Read the data line by line and say how many lines contain the string "acct", giving the number alone.

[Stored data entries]

********************

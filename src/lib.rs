pub mod collections;
pub mod config;
pub mod decimal;
pub mod engine;
pub mod errors;
pub mod events;
pub mod interest;
pub mod lifecycle;
pub mod loan;
pub mod locks;
pub mod repository;
pub mod risk;
pub mod schedule;
pub mod types;

// re-export key types
pub use collections::{CollectionsJob, JobKind, JobReport, LoanFailure};
pub use config::{CollectionsConfig, EngineConfig, RiskConfig};
pub use decimal::{Money, Rate};
pub use engine::LoanEngine;
pub use errors::{LedgerError, Result};
pub use events::{Event, EventStore, Notifier};
pub use interest::{
    compound_interest, emi_breakdown, flat_rate_emi, late_payment_penalty, prepayment_savings,
    reducing_balance_emi, simple_interest, total_interest_reducing_balance, total_payable,
    CompoundingFrequency, EmiBreakdown, DEFAULT_PENALTY_RATE,
};
pub use lifecycle::{LoanSummary, NextInstallment, PaymentOutcome};
pub use loan::{Installment, Loan, LoanAggregate, LoanBuilder};
pub use locks::LoanLocks;
pub use repository::{InMemoryRepository, LoanRepository};
pub use risk::{RiskAssessment, RiskComponents, RiskScorer};
pub use schedule::{AmortizationStrategy, ScheduleGenerator, SchedulePreview, ScheduleRow};
pub use types::{
    BorrowerId, EmiType, InstallmentId, InstallmentStatus, LenderId, LoanId, LoanStatus,
    OverpaymentPolicy, RiskLevel,
};

// re-export external dependencies that users will need
pub use chrono;
pub use hourglass_rs::{SafeTimeProvider, TimeSource};
pub use rust_decimal::Decimal;
pub use uuid::Uuid;
//! Pure interest and EMI arithmetic.
//!
//! Every function validates its inputs, computes at full decimal precision and
//! rounds the result half-up to cents exactly once.

pub mod compound;
pub mod emi;
pub mod penalty;

use rust_decimal::Decimal;
use tracing::debug;

use crate::decimal::{Money, Rate};
use crate::errors::{LedgerError, Result};

pub use compound::{compound_interest, CompoundingFrequency};
pub use emi::{
    emi_breakdown, flat_rate_emi, reducing_balance_emi, total_interest_reducing_balance,
    total_payable, EmiBreakdown,
};
pub use penalty::{late_payment_penalty, DEFAULT_PENALTY_RATE};

/// reject terms that would make any formula blow up
pub fn validate_terms(principal: Money, annual_rate: Rate, term_months: u32) -> Result<()> {
    if !principal.is_positive() {
        return Err(LedgerError::invalid_argument(format!(
            "principal must be positive, got {principal}"
        )));
    }
    validate_rate(annual_rate)?;
    if term_months < 1 {
        return Err(LedgerError::invalid_argument("term must be at least 1 month"));
    }
    Ok(())
}

pub(crate) fn validate_rate(annual_rate: Rate) -> Result<()> {
    if annual_rate.is_negative() {
        return Err(LedgerError::invalid_argument(format!(
            "rate must not be negative, got {annual_rate}"
        )));
    }
    Ok(())
}

/// unwrap a checked decimal operation
pub(crate) fn checked(value: Option<Decimal>, what: &str) -> Result<Decimal> {
    value.ok_or_else(|| LedgerError::invalid_argument(format!("{what} overflows decimal range")))
}

/// simple interest: P × R × (months / 12)
pub fn simple_interest(principal: Money, annual_rate: Rate, term_months: u32) -> Result<Money> {
    validate_terms(principal, annual_rate, term_months)?;
    debug!(%principal, %annual_rate, term_months, "calculating simple interest");

    let yearly = checked(
        principal.as_decimal().checked_mul(annual_rate.as_decimal()),
        "simple interest",
    )?;
    let interest = checked(
        yearly.checked_mul(Decimal::from(term_months)),
        "simple interest",
    )? / Decimal::from(12);

    Ok(Money::from_decimal(interest))
}

/// Interest saved by prepaying part of the outstanding principal.
///
/// This is simple interest on the prepaid amount over the remaining tenure,
/// an approximation that does not re-amortize the rest of the schedule.
pub fn prepayment_savings(
    remaining_principal: Money,
    prepayment_amount: Money,
    annual_rate: Rate,
    remaining_months: u32,
) -> Result<Money> {
    validate_terms(remaining_principal, annual_rate, remaining_months)?;
    if !prepayment_amount.is_positive() {
        return Err(LedgerError::invalid_argument(format!(
            "prepayment must be positive, got {prepayment_amount}"
        )));
    }
    if prepayment_amount > remaining_principal {
        return Err(LedgerError::invalid_argument(format!(
            "prepayment {prepayment_amount} exceeds remaining principal {remaining_principal}"
        )));
    }
    debug!(%remaining_principal, %prepayment_amount, %annual_rate, remaining_months, "calculating prepayment savings");

    simple_interest(prepayment_amount, annual_rate, remaining_months)
}
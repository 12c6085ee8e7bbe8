#![no_main]

use libfuzzer_sys::fuzz_target;
use token_state::prelude::*;

// Every decoder must return, never panic, and honor its exact size.
fuzz_target!(|data: &[u8]| {
    match decode_token_account(data) {
        Ok(acct) => {
            assert_eq!(data.len(), TOKEN_ACCOUNT_LEN);
            assert_eq!(acct.state().raw(), data[108]);
        }
        Err(err) => assert_eq!(err, StateError::InvalidAccountSize),
    }

    match decode_mint(data) {
        Ok(mint) => {
            assert_eq!(data.len(), MINT_LEN);
            assert_eq!(mint.decimals(), data[44]);
        }
        Err(err) => assert_eq!(err, StateError::InvalidAccountSize),
    }

    match decode_multisig(data) {
        Ok(ms) => {
            assert_eq!(data.len(), MULTISIG_LEN);
            assert_eq!(ms.signers().len(), data[1] as usize);
        }
        Err(StateError::InvalidSignerCount) => assert!(data[1] as usize > MAX_SIGNERS),
        Err(err) => assert_eq!(err, StateError::InvalidAccountSize),
    }

    // The system program never owns token state, whatever the bytes.
    assert_eq!(
        decode_owned_token_account(data, &programs::SYSTEM).err(),
        Some(StateError::InvalidAccountOwner)
    );
});
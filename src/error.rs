use core::fmt;

use pinocchio::error::ProgramError;

/// Why a buffer could not be decoded into token program state.
///
/// Every decoder returns exactly one of these and never a partially
/// populated record. None of them are transient: the same bytes and owner
/// will always fail the same way.
#[derive(Debug, Clone, Copy, PartialEq, Eq)]
pub enum StateError {
    /// Buffer length is not the exact size of the requested account kind.
    InvalidAccountSize,
    /// Account is not owned by the SPL Token program.
    InvalidAccountOwner,
    /// Multisig declares more signers than its fixed layout has slots for.
    InvalidSignerCount,
}

impl StateError {
    /// Short, static description. Also used for on-chain logging.
    pub const fn as_str(&self) -> &'static str {
        match self {
            StateError::InvalidAccountSize => "invalid account data size",
            StateError::InvalidAccountOwner => "invalid account owner",
            StateError::InvalidSignerCount => "invalid multisig signer count",
        }
    }
}

impl fmt::Display for StateError {
    fn fmt(&self, f: &mut fmt::Formatter<'_>) -> fmt::Result {
        f.write_str(self.as_str())
    }
}

/// Lets on-chain callers use `?` on a decode inside a `ProgramResult` fn.
impl From<StateError> for ProgramError {
    fn from(err: StateError) -> Self {
        match err {
            StateError::InvalidAccountSize | StateError::InvalidSignerCount => {
                ProgramError::InvalidAccountData
            }
            StateError::InvalidAccountOwner => ProgramError::InvalidAccountOwner,
        }
    }
}

/// Emit a program log line for a rejected owner-validated decode.
#[cfg(feature = "log")]
#[inline(always)]
pub(crate) fn log_rejection(err: StateError, len: usize) {
    pinocchio_log::log!("token-state: {} (len {})", err.as_str(), len);
}

#[cfg(not(feature = "log"))]
#[inline(always)]
pub(crate) fn log_rejection(_err: StateError, _len: usize) {}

********************

YOUR SOLUTION »
2